BEGIN Material for this exercise

use serde::*;

pub const DEFAULT_PAGE: i64 = 1;
pub const DEFAULT_LIMIT: i64 = 10;
pub const MAX_LIMIT: i64 = 100;
/// Highest page whose offset still fits an `i64` at any limit.
pub const MAX_PAGE: i64 = i64::MAX / MAX_LIMIT;

/// Offset pagination over a listing. Out of range values are clamped.
#[derive(Debug, Clone, Copy, PartialEq, Eq)]
pub struct Pagination {
    page: i64,
    limit: i64,
}

impl Default for Pagination {
    fn default() -> Self {
        Pagination {
            page: DEFAULT_PAGE,
            limit: DEFAULT_LIMIT,
        }
    }
}

impl Pagination {
    pub fn new(page: Option<i64>, limit: Option<i64>) -> Self {
        Pagination {
            page: page.unwrap_or(DEFAULT_PAGE).clamp(1, MAX_PAGE),
            limit: limit.unwrap_or(DEFAULT_LIMIT).clamp(1, MAX_LIMIT),
        }
    }

    pub fn page(&self) -> i64 {
        self.page
    }

    pub fn limit(&self) -> i64 {
        self.limit
    }

    pub fn skip(&self) -> i64 {
        (self.page - 1) * self.limit
    }
}

/// Paging metadata sent next to a listing.
#[derive(Debug, Clone, Copy, PartialEq, Eq, Serialize)]
#[serde(rename_all = "camelCase")]
pub struct PageSummary {
    pub has_more: bool,
    pub total_pages: i64,
    pub total: i64,
    pub current_page: i64,
}

impl PageSummary {
    pub fn new(total: i64, pagination: &Pagination) -> Self {
        // halves round up, as the clients expect
        let total_pages = (total as f64 / pagination.limit() as f64).round() as i64;
        PageSummary {
            has_more: pagination.page() < total_pages,
            total_pages,
            total,
            current_page: pagination.page(),
        }
    }
}

#[cfg(test)]
mod tests {
    use super::*;

    #[test]
    fn skip_is_offset_of_previous_pages() {
        for page in 1..5 {
            for limit in 1..20 {
                let p = Pagination::new(Some(page), Some(limit));
                assert_eq!(p.skip(), (page - 1) * limit);
            }
        }
        assert_eq!(Pagination::default().skip(), 0);
        assert_eq!(Pagination::new(None, None), Pagination::default());
    }

    #[test]
    fn out_of_range_values_are_clamped() {
        let p = Pagination::new(Some(0), Some(-5));
        assert_eq!((p.page(), p.limit()), (1, 1));

        let p = Pagination::new(Some(-3), Some(1000));
        assert_eq!((p.page(), p.limit()), (1, MAX_LIMIT));
    }

    #[test]
    fn huge_pages_keep_the_offset_in_range() {
        for limit in [1, 10, MAX_LIMIT, i64::MAX] {
            let p = Pagination::new(Some(i64::MAX), Some(limit));
            assert_eq!(p.page(), MAX_PAGE);
            assert_eq!(p.skip(), (MAX_PAGE - 1) * p.limit());
            assert!(p.skip() >= 0);

            let summary = PageSummary::new(0, &p);
            assert_eq!(summary.current_page, MAX_PAGE);
            assert!(!summary.has_more);
        }
    }

    #[test]
    fn total_pages_rounds() {
        let p = Pagination::new(Some(1), Some(10));
        assert_eq!(PageSummary::new(0, &p).total_pages, 0);
        assert_eq!(PageSummary::new(14, &p).total_pages, 1);
        assert_eq!(PageSummary::new(15, &p).total_pages, 2);
        assert_eq!(PageSummary::new(25, &p).total_pages, 3);
    }

    #[test]
    fn has_more_compares_page_with_total_pages() {
        let summary = PageSummary::new(30, &Pagination::new(Some(2), Some(10)));
        assert!(summary.has_more);
        assert_eq!(summary.current_page, 2);

        let summary = PageSummary::new(30, &Pagination::new(Some(3), Some(10)));
        assert!(!summary.has_more);

        // 14 tweets at 10 per page round down to one page
        let summary = PageSummary::new(14, &Pagination::new(Some(1), Some(10)));
        assert!(!summary.has_more);
    }
}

END Material for this exercise

*Task statement*.
State the number of lines above that hold the string "PartialEq", with nothing added.

*Written answer*.
2